▶ _Task goal_: Every line below should be given again without alteration.

[Collected data]
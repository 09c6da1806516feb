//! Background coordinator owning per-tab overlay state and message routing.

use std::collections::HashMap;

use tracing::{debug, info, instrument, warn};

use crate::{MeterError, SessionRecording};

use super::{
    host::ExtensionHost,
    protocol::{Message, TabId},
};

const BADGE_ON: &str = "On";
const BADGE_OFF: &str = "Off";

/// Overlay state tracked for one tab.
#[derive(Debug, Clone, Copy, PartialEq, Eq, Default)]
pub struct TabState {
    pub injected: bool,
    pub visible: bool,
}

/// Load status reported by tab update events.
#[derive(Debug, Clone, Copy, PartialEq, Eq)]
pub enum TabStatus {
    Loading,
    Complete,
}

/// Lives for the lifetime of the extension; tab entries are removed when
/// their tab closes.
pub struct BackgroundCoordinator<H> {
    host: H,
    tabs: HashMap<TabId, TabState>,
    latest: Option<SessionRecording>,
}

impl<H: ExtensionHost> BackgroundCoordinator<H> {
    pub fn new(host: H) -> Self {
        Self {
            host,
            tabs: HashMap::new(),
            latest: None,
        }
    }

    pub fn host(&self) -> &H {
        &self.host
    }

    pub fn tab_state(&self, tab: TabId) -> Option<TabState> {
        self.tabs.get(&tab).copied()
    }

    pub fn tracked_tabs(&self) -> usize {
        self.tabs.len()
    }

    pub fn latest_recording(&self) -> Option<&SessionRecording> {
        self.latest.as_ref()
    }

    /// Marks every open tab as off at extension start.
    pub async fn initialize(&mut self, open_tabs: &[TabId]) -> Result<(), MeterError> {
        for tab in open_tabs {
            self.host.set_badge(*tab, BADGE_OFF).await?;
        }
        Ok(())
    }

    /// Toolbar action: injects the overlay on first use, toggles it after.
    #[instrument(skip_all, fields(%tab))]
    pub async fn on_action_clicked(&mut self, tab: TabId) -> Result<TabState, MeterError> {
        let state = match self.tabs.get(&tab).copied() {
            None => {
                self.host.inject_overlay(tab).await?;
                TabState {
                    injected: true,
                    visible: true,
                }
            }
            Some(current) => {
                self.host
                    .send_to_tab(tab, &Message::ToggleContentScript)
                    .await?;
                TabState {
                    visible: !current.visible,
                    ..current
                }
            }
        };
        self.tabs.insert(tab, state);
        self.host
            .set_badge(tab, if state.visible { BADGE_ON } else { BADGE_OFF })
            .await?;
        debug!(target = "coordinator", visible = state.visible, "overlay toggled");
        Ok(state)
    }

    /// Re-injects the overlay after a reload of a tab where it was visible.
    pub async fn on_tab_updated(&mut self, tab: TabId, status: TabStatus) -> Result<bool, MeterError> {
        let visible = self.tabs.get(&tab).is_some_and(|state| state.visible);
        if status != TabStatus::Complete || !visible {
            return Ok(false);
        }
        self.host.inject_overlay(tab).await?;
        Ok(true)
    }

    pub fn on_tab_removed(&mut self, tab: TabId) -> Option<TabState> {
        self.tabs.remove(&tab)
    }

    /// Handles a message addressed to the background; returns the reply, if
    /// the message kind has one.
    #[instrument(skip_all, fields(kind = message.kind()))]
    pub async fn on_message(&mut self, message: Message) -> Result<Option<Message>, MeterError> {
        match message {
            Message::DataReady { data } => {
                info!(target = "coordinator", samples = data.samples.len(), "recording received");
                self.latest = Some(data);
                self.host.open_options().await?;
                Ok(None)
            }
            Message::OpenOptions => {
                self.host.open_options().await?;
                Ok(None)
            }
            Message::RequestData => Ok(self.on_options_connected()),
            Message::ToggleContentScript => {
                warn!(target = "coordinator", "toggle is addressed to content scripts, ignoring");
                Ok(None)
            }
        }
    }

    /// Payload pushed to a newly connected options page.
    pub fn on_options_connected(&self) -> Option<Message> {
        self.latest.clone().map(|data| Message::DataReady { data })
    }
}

▶ _Your solution_:
repository 09c6da1806516feb
//! Background coordinator owning per-tab overlay state and message routing.

use std::collections::HashMap;

use tracing::{debug, info, instrument, warn};

use crate::{MeterError, SessionRecording};

use super::{
    host::ExtensionHost,
    protocol::{Message, TabId},
};

const BADGE_ON: &str = "On";
const BADGE_OFF: &str = "Off";

/// Overlay state tracked for one tab.
#[derive(Debug, Clone, Copy, PartialEq, Eq, Default)]
pub struct TabState {
    pub injected: bool,
    pub visible: bool,
}

/// Load status reported by tab update events.
#[derive(Debug, Clone, Copy, PartialEq, Eq)]
pub enum TabStatus {
    Loading,
    Complete,
}

/// Lives for the lifetime of the extension; tab entries are removed when
/// their tab closes.
pub struct BackgroundCoordinator<H> {
    host: H,
    tabs: HashMap<TabId, TabState>,
    latest: Option<SessionRecording>,
}

impl<H: ExtensionHost> BackgroundCoordinator<H> {
    pub fn new(host: H) -> Self {
        Self {
            host,
            tabs: HashMap::new(),
            latest: None,
        }
    }

    pub fn host(&self) -> &H {
        &self.host
    }

    pub fn tab_state(&self, tab: TabId) -> Option<TabState> {
        self.tabs.get(&tab).copied()
    }

    pub fn tracked_tabs(&self) -> usize {
        self.tabs.len()
    }

    pub fn latest_recording(&self) -> Option<&SessionRecording> {
        self.latest.as_ref()
    }

    /// Marks every open tab as off at extension start.
    pub async fn initialize(&mut self, open_tabs: &[TabId]) -> Result<(), MeterError> {
        for tab in open_tabs {
            self.host.set_badge(*tab, BADGE_OFF).await?;
        }
        Ok(())
    }

    /// Toolbar action: injects the overlay on first use, toggles it after.
    #[instrument(skip_all, fields(%tab))]
    pub async fn on_action_clicked(&mut self, tab: TabId) -> Result<TabState, MeterError> {
        let state = match self.tabs.get(&tab).copied() {
            None => {
                self.host.inject_overlay(tab).await?;
                TabState {
                    injected: true,
                    visible: true,
                }
            }
            Some(current) => {
                self.host
                    .send_to_tab(tab, &Message::ToggleContentScript)
                    .await?;
                TabState {
                    visible: !current.visible,
                    ..current
                }
            }
        };
        self.tabs.insert(tab, state);
        self.host
            .set_badge(tab, if state.visible { BADGE_ON } else { BADGE_OFF })
            .await?;
        debug!(target = "coordinator", visible = state.visible, "overlay toggled");
        Ok(state)
    }

    /// Re-injects the overlay after a reload of a tab where it was visible.
    pub async fn on_tab_updated(&mut self, tab: TabId, status: TabStatus) -> Result<bool, MeterError> {
        let visible = self.tabs.get(&tab).is_some_and(|state| state.visible);
        if status != TabStatus::Complete || !visible {
            return Ok(false);
        }
        self.host.inject_overlay(tab).await?;
        Ok(true)
    }

    pub fn on_tab_removed(&mut self, tab: TabId) -> Option<TabState> {
        self.tabs.remove(&tab)
    }

    /// Handles a message addressed to the background; returns the reply, if
    /// the message kind has one.
    #[instrument(skip_all, fields(kind = message.kind()))]
    pub async fn on_message(&mut self, message: Message) -> Result<Option<Message>, MeterError> {
        match message {
            Message::DataReady { data } => {
                info!(target = "coordinator", samples = data.samples.len(), "recording received");
                self.latest = Some(data);
                self.host.open_options().await?;
                Ok(None)
            }
            Message::OpenOptions => {
                self.host.open_options().await?;
                Ok(None)
            }
            Message::RequestData => Ok(self.on_options_connected()),
            Message::ToggleContentScript => {
                warn!(target = "coordinator", "toggle is addressed to content scripts, ignoring");
                Ok(None)
            }
        }
    }

    /// Payload pushed to a newly connected options page.
    pub fn on_options_connected(&self) -> Option<Message> {
        self.latest.clone().map(|data| Message::DataReady { data })
    }
}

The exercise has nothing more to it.